22,000 lower-paid, full- and part-time JPMorgan employees will see their wages increase from $12 and $16.50 an hour to $15 and $18 an hour, in addition to a $750 bonus. The bank also plans to open up 400 new branches over the next five years.
It all sounds fantastic.
But beyond the flashy headlines, America’s largest bank isn’t really doing much for its workers.
These wage increases are a drop in a bucket compared to the total amount of money JPMorgan will receive as a tax windfall from the GOP tax bill. According to a Goldman Sachs report obtained by ThinkProgress, the bank is expected to save $3.3 billion dollars. Jamie Dimon, the bank’s CEO, is even more optimistic, estimating JPMorgan would save $3.6 billion this year. JPMorgan’s pay hikes amount to an average of 10 percent for these 22,000 employees. By taking the current average median pay for bank employees and raising it 10 percent, JPMorgan Chase will be spend roughly 1.8 percent of the annual value of their tax cut on their employees.
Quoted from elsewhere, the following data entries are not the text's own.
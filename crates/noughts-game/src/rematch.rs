//! Rematch negotiation between the two players of a finished game.

use std::time::Instant;

use noughts_protocol::{GameId, GameKind, GameStatus, PlayerId, ServerMessage, Symbol};
use noughts_transport::ConnectionId;

use crate::{Game, GameError, Orchestrator, Participant};

impl Orchestrator {
    /// Records the caller's rematch offer. Once both players have offered,
    /// a fresh game replaces the finished one.
    pub fn request_rematch(
        &mut self,
        conn: ConnectionId,
        player: Option<PlayerId>,
        game: Option<GameId>,
    ) -> Result<(), GameError> {
        let player_id = player.ok_or(GameError::MissingIdentity("playerId"))?;
        let game_id = game.ok_or(GameError::MissingIdentity("gameId"))?;

        let game = self
            .games
            .get(game_id)
            .ok_or_else(|| GameError::RematchNotPossible(format!("{game_id} not found")))?;
        if game.status() != GameStatus::Finished {
            return Err(GameError::RematchNotPossible(format!(
                "{game_id} is not finished"
            )));
        }
        if game.member(&player_id).is_none() {
            return Err(GameError::RematchNotPossible(format!(
                "{player_id} is not a player in {game_id}"
            )));
        }
        if game.members().len() != Game::SEATS {
            return Err(GameError::RematchNotPossible(
                "your opponent has left".into(),
            ));
        }

        // If this offer completes the pair, both players must still be here
        // and neither may have moved on.
        let completes = game
            .members()
            .iter()
            .all(|m| m.player_id == player_id || game.has_offered_rematch(&m.player_id));
        if completes && !game.members().iter().all(Participant::is_connected) {
            return Err(GameError::RematchNotPossible(
                "your opponent is not connected".into(),
            ));
        }
        if completes && game.members().iter().any(|m| self.is_engaged(&m.player_id)) {
            return Err(GameError::RematchNotPossible(
                "a player is already queued or in another game".into(),
            ));
        }

        let game = self
            .games
            .get_mut(game_id)
            .ok_or(GameError::SessionNotFound(game_id))?;
        let accepted = game.offer_rematch(player_id.clone(), Instant::now());
        if let Some(opponent) = game.opponent_of(&player_id).and_then(|o| o.connection) {
            self.registry.send(
                opponent,
                ServerMessage::RematchOffered {
                    from_player_id: player_id.clone(),
                    message: "Your opponent wants a rematch.".into(),
                },
            );
        }
        tracing::debug!(%conn, %game_id, %player_id, "rematch offered");

        if accepted {
            self.start_rematch(game_id);
        }
        Ok(())
    }

    /// Replaces a finished game with a fresh one for the same two players.
    fn start_rematch(&mut self, old_id: GameId) {
        let Some(old) = self.games.remove(old_id) else {
            return;
        };
        let [first, second] = old.members() else {
            return;
        };
        let (x, o) = if self.coin.flip() {
            (first, second)
        } else {
            (second, first)
        };
        let turn = if self.coin.flip() { Symbol::X } else { Symbol::O };

        let game_id = self.games.allocate_id();
        let game = Game::paired(
            game_id,
            old.kind(),
            Participant::new(x.player_id.clone(), Symbol::X, x.connection),
            Participant::new(o.player_id.clone(), Symbol::O, o.connection),
            turn,
            Instant::now(),
        );

        for member in game.members() {
            if let Some(conn) = member.connection {
                self.registry.attach(conn, member.player_id.clone(), game_id);
                self.registry
                    .send(conn, ServerMessage::RematchAccepted(game.seat(member)));
            }
        }
        tracing::info!(%old_id, %game_id, %turn, "rematch started");
        self.games.insert(game);

        if old.kind() == GameKind::Custom {
            self.publish_lobby();
        }
    }
}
Meanwhile, the bonuses JPMorgan is touting are identical to those paid for the last few years, a spokeswoman for the bank told CNN. Wells Fargo similarly announced shortly after the passage of the tax bill that they would be raising wages as well, but a spokesperson for the bank later clarified the wage increases were planned and not linked to the tax bill.
This is similar to the amount of money other corporations getting big tax breaks will be spending on their employees in the form of higher wages. Walmart is providing a one-time bonus of up to $1000 — employees need to have worked at the company for 20 years to qualify for the full amount. Those payments amount to just over 2 percent of the total value of the tax cut to the company. With the new 21 percent corporate tax rate, the tax cut is worth at least $1.85 billion to Walmart every year. Since the tax cut is permanent, the true benefits to Walmart will only grow larger with time. Over 10 years, it will certainly be worth over $18 billion.
And while JPMorgan is planning on opening new branches, it also plans on closing them too, primarily in more rural areas. The bank notably declined to answer whether their total number of branches would decrease.
This is similar to how other corporations are handling their tax bill wages and bonuses: in the headlines they boast their dedication to their employers while in the background, many are losing their jobs due to branch closures or layoffs.
Comcast, which announced $1,000 bonuses to their employees when the GOP tax bill was passed, laid off more than 500 sales employees right before Christmas. AT&T also announced their tax bill bonuses, while the telecom giant was in the process of laying off thousands of employees, according to the Communication Workers of America (CWA) union, which represents AT&T workers. The union filed a lawsuit against the company claiming that some of those layoffs are needless, and that the timing of the terminations — just two weeks before Christmas — represents “an extraordinary act of corporate cruelty.”
More broadly, according to a list compiled by Americans for Tax Reform, roughly 55 companies have announced one-time bonuses following the passage of the tax bill. After Walmart’s announcement, the bonuses now amount to 0.13 percent of the value of the tax cuts to corporate America.